Content starts

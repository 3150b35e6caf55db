//! Offline type hierarchy lookups for stack map frame computation.
//!
//! [`HierarchyResolver::common_ancestor`] answers the question a bytecode
//! verifier asks when two control flow paths merge, using only the headers
//! of class files found through a [`ClassBytesSource`]. Nothing is loaded or
//! executed, and unknown types degrade to a `java/lang/Object` parent.

mod cache;
mod jdk;
mod metadata;
mod resolver;
mod source;

pub use crate::cache::MetadataCache;
pub use crate::jdk::JdkSource;
pub use crate::metadata::TypeMetadata;
pub use crate::resolver::{HierarchyResolver, NameRemapper};
pub use crate::source::{
    ClassBytesSource, ClasspathSource, DirectorySource, JarSource, MemorySource, SourceError,
};

/// The root of every class hierarchy.
pub const OBJECT: &str = "java/lang/Object";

Content ends

* _WHAT TO PRODUCE_
Your task is to copy exactly, and only, the lines from the line with "every class hierarchy." through the last line of the entries, both included.

* _TASK OUTPUT_
/// The root of every class hierarchy.
pub const OBJECT: &str = "java/lang/Object";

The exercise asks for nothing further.